[MDEV-30182] Optimize open_tables to take O(N) time - Jira

Details

Type: Task
Status: Stalled (View Workflow)
Priority: Major
Resolution: Unresolved
Fix Version/s: 12.1
Component/s: None
Labels:
- contribution

Description

See also ~~MDEV-22180~~ and MDEV-30103 (comment).

find_fk_prelocked_table traverses all opened tables in connection, MDL_context::find_ticket traverses all mdl tickets which is also not less amount of steps. Both functions are called for each table, taking O(tables^2) time total, during opening tables.

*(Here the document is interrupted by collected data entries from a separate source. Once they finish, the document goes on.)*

use crate::ast::{
    Declaration, Definition, Expr, ExprKind, FuncDef, Program, Stmt, StmtKind, TypeAnnotation,
    TypeAnnotationKind, VarDef,
};

/// A pass over the AST.
///
/// Each `walk_*` method calls the matching `visit_*` hook and then, if
/// [`Visitor::traverse`] holds, walks the children in field order. A visitor
/// which does not traverse must walk the sub-nodes it cares about itself.
pub trait Visitor {
    type Err;

    fn traverse(&self) -> bool {
        true
    }

    fn visit_program(&mut self, _el: &Program) -> Result<(), Self::Err> {
        Ok(())
    }
    fn visit_var_def(&mut self, _el: &VarDef) -> Result<(), Self::Err> {
        Ok(())
    }
    fn visit_func_def(&mut self, _el: &FuncDef) -> Result<(), Self::Err> {
        Ok(())
    }
    /// Called once all of the function's children have been walked.
    fn leave_func_def(&mut self, _el: &FuncDef) -> Result<(), Self::Err> {
        Ok(())
    }
    fn visit_declaration(&mut self, _el: &Declaration) -> Result<(), Self::Err> {
        Ok(())
    }
    fn visit_stmt(&mut self, _el: &Stmt) -> Result<(), Self::Err> {
        Ok(())
    }
    fn visit_expr(&mut self, _el: &Expr) -> Result<(), Self::Err> {
        Ok(())
    }
    fn visit_type(&mut self, _el: &TypeAnnotation) -> Result<(), Self::Err> {
        Ok(())
    }

    fn walk_program(&mut self, el: &Program) -> Result<(), Self::Err> {
        self.visit_program(el)?;
        if !self.traverse() {
            return Ok(());
        }
        for definition in &el.definitions {
            match definition {
                Definition::Var(var_def) => self.walk_var_def(var_def)?,
                Definition::Func(func_def) => self.walk_func_def(func_def)?,
            }
        }
        self.walk_stmts(&el.statements)
    }

    fn walk_var_def(&mut self, el: &VarDef) -> Result<(), Self::Err> {
        self.visit_var_def(el)?;
        if !self.traverse() {
            return Ok(());
        }
        self.walk_type(&el.var.ty)?;
        self.walk_expr(&el.value)
    }

    fn walk_func_def(&mut self, el: &FuncDef) -> Result<(), Self::Err> {
        self.visit_func_def(el)?;
        if self.traverse() {
            let FuncDef {
                name: _,
                params,
                return_ty,
                declarations,
                body,
                span: _,
            } = el;
            for param in params {
                self.walk_type(&param.ty)?;
            }
            if let Some(return_ty) = return_ty {
                self.walk_type(return_ty)?;
            }
            for declaration in declarations {
                self.walk_declaration(declaration)?;
            }
            self.walk_stmts(body)?;
        }
        self.leave_func_def(el)
    }

    fn walk_declaration(&mut self, el: &Declaration) -> Result<(), Self::Err> {
        self.visit_declaration(el)?;
        match el {
            Declaration::Var(var_def) if self.traverse() => self.walk_var_def(var_def),
            _ => Ok(()),
        }
    }

    fn walk_stmts(&mut self, stmts: &[Stmt]) -> Result<(), Self::Err> {
        for stmt in stmts {
            self.walk_stmt(stmt)?;
        }
        Ok(())
    }

    fn walk_stmt(&mut self, el: &Stmt) -> Result<(), Self::Err> {
        self.visit_stmt(el)?;
        if !self.traverse() {
            return Ok(());
        }
        match &el.kind {
            StmtKind::If {
                cond,
                then_body,
                else_body,
            } => {
                self.walk_expr(cond)?;
                self.walk_stmts(then_body)?;
                self.walk_stmts(else_body)
            }
            StmtKind::While { cond, body } => {
                self.walk_expr(cond)?;
                self.walk_stmts(body)
            }
            StmtKind::For {
                target: _,
                iter,
                body,
            } => {
                self.walk_expr(iter)?;
                self.walk_stmts(body)
            }
            StmtKind::Pass | StmtKind::Return(None) => Ok(()),
            StmtKind::Return(Some(expr)) | StmtKind::Expr(expr) => self.walk_expr(expr),
            StmtKind::Assign { targets, value } => {
                for target in targets {
                    self.walk_expr(target)?;
                }
                self.walk_expr(value)
            }
        }
    }

    fn walk_expr(&mut self, el: &Expr) -> Result<(), Self::Err> {
        self.visit_expr(el)?;
        if !self.traverse() {
            return Ok(());
        }
        match &el.kind {
            ExprKind::Literal(_) | ExprKind::Ident(_) => Ok(()),
            ExprKind::Unary { op: _, expr } => self.walk_expr(expr),
            ExprKind::Binary { op: _, lhs, rhs } => {
                self.walk_expr(lhs)?;
                self.walk_expr(rhs)
            }
            ExprKind::IfExpr {
                cond,
                then_arm,
                else_arm,
            } => {
                self.walk_expr(cond)?;
                self.walk_expr(then_arm)?;
                self.walk_expr(else_arm)
            }
            ExprKind::List(elements) | ExprKind::Call { func: _, args: elements } => {
                for element in elements {
                    self.walk_expr(element)?;
                }
                Ok(())
            }
            ExprKind::Index { value, index } => {
                self.walk_expr(value)?;
                self.walk_expr(index)
            }
        }
    }

    fn walk_type(&mut self, el: &TypeAnnotation) -> Result<(), Self::Err> {
        self.visit_type(el)?;
        match &el.kind {
            TypeAnnotationKind::List(inner) if self.traverse() => self.walk_type(inner),
            _ => Ok(()),
        }
    }
}

#[cfg(test)]
mod tests {
    use super::*;
    use crate::parser::test_utils::parse_program;

    #[derive(Default)]
    struct Counter {
        exprs: usize,
        stmts: usize,
        funcs_left: usize,
    }

    impl Visitor for Counter {
        type Err = ();

        fn visit_expr(&mut self, _: &Expr) -> Result<(), ()> {
            self.exprs += 1;
            Ok(())
        }

        fn visit_stmt(&mut self, _: &Stmt) -> Result<(), ()> {
            self.stmts += 1;
            Ok(())
        }

        fn leave_func_def(&mut self, _: &FuncDef) -> Result<(), ()> {
            self.funcs_left += 1;
            Ok(())
        }
    }

    struct Shallow(usize);

    impl Visitor for Shallow {
        type Err = ();

        fn traverse(&self) -> bool {
            false
        }

        fn visit_program(&mut self, el: &Program) -> Result<(), ()> {
            for stmt in &el.statements {
                self.walk_stmt(stmt)?;
            }
            Ok(())
        }

        fn visit_stmt(&mut self, _: &Stmt) -> Result<(), ()> {
            self.0 += 1;
            Ok(())
        }
    }

    const SRC: &str = "x: int = 1\ndef f(a: int) -> int:\n    return a\nif x > 0:\n    print(f(x))\n";

    #[test]
    fn test_walks_every_expression() {
        let (_, program) = parse_program(SRC);
        let mut counter = Counter::default();
        counter.walk_program(&program).unwrap();
        assert_eq!(counter.exprs, program.expr_count as usize);
        // return, if, print(...)
        assert_eq!(counter.stmts, 3);
        assert_eq!(counter.funcs_left, 1);
    }

    #[test]
    fn test_no_traversal_only_visits_explicit_nodes() {
        let (_, program) = parse_program(SRC);
        let mut shallow = Shallow(0);
        shallow.walk_program(&program).unwrap();
        // Only the top level `if`, without its body.
        assert_eq!(shallow.0, 1);
    }
}
use crate::{
    ast::Program,
    parser, scope,
    token::Spanned,
    type_checker,
    util::{
        fmt::{tree, Context, Show},
        intern::Interner,
    },
};

/// The last phase a tree test runs.
#[derive(Copy, Clone, Debug, PartialEq, Eq)]
pub enum Phase {
    Parser,
    Scope,
    Checker,
}

/// Whether the source is a whole program or a lone expression.
#[derive(Copy, Clone, Debug, PartialEq, Eq)]
pub enum Input {
    Program,
    Expr,
}

pub enum Assertion {
    TreeOk(&'static str),
    TreeError(&'static str),
    ExpectedErrors(&'static [&'static str]),
}

/// The printed tree (empty if a phase failed) and the rendered errors.
pub struct Outcome {
    pub tree: String,
    pub errors: Vec<String>,
}

impl Outcome {
    fn failed<E>(interner: &Interner, error: &Spanned<E>) -> Outcome
    where
        Spanned<E>: Show,
    {
        Outcome {
            tree: String::new(),
            errors: vec![Context::new(interner).render(error, true)],
        }
    }

    fn tree(tree: String) -> Outcome {
        Outcome {
            tree,
            errors: Vec::new(),
        }
    }

    #[track_caller]
    pub fn check(&self, assertion: &Assertion) {
        use pretty_assertions::assert_eq;

        match *assertion {
            Assertion::TreeOk(expected) => {
                assert_eq!(self.errors, Vec::<String>::new());
                assert_eq!(self.tree.trim(), expected.trim());
            }
            Assertion::TreeError(expected) => assert_eq!(self.tree.trim(), expected.trim()),
            Assertion::ExpectedErrors(expected) => assert_eq!(self.errors, expected),
        }
    }
}

/// Runs every phase up to `phase`, stopping at the first error.
#[track_caller]
pub fn run(phase: Phase, input: Input, src: &'static str) -> Outcome {
    let interner = &mut Interner::with_capacity(128);
    let tokens = &mut Vec::with_capacity(256);

    if input == Input::Expr {
        assert_eq!(phase, Phase::Parser, "only the parser takes lone expressions");
        return match parser::parse_expr(src, tokens, interner) {
            Ok(expr) => Outcome::tree(tree::print_expr_string(interner, &expr, None)),
            Err(error) => Outcome::failed(interner, &error),
        };
    }

    let program = match parser::parse_program(src, tokens, interner) {
        Ok(program) => program,
        Err(error) => return Outcome::failed(interner, &error),
    };
    match phase {
        Phase::Parser => Outcome::tree(tree::print_program_string(interner, &program, None)),
        Phase::Scope => match scope::check(&program) {
            Ok(_) => Outcome::tree(String::new()),
            Err(error) => Outcome::failed(interner, &error),
        },
        Phase::Checker => check(interner, &program),
    }
}

fn check(interner: &Interner, program: &Program) -> Outcome {
    if let Err(error) = scope::check(program) {
        return Outcome::failed(interner, &error);
    }
    match type_checker::check(program) {
        Ok(hints) => Outcome::tree(tree::print_program_string(interner, program, Some(&hints))),
        Err(error) => Outcome::failed(interner, &error),
    }
}

/// Declares a test per `fn`, which runs the phases named by `use` over the
/// source bound by the first `let` and checks the remaining `let`s:
///
/// - `tree_ok`: the dump, and that no error happened;
/// - `tree_error`: the dump only;
/// - `expected_errors`: the rendered errors.
macro_rules! tree_tests {
    (
        use $phase:ident;

        $(
            fn $name:ident() {
                let $input:ident = $src:expr;
                $(let $assertion:ident = $expected:expr;)*
            }
        )*
    ) => {
        $(
            #[test]
            fn $name() {
                let outcome = crate::util::test_utils::run(
                    tree_tests!(@phase $phase),
                    tree_tests!(@input $input),
                    $src,
                );
                $(outcome.check(&tree_tests!(@assertion $assertion, $expected));)*
            }
        )*
    };

    (@phase parser) => { crate::util::test_utils::Phase::Parser };
    (@phase scope) => { crate::util::test_utils::Phase::Scope };
    (@phase checker) => { crate::util::test_utils::Phase::Checker };

    (@input program) => { crate::util::test_utils::Input::Program };
    (@input expr) => { crate::util::test_utils::Input::Expr };

    (@assertion tree_ok, $expected:expr) => {
        crate::util::test_utils::Assertion::TreeOk(::indoc::indoc! { $expected })
    };
    (@assertion tree_error, $expected:expr) => {
        crate::util::test_utils::Assertion::TreeError(::indoc::indoc! { $expected })
    };
    (@assertion expected_errors, $expected:expr) => {
        crate::util::test_utils::Assertion::ExpectedErrors($expected)
    };
}
pub(crate) use tree_tests;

Opening a table for an operation like UPDATE or DELETE for a table with 12k child tables takes about 3.5 seconds on my laptop. Making the two mentioned fuinctions noop takes 0.15 seconds.

What should be done

A list traversal should be changed to a hash lookup when a number of tables to open is big.
Hashing is an expensive operation, so for a smaller number of tables (an exact value is to be determined) it should be left as a list traversal.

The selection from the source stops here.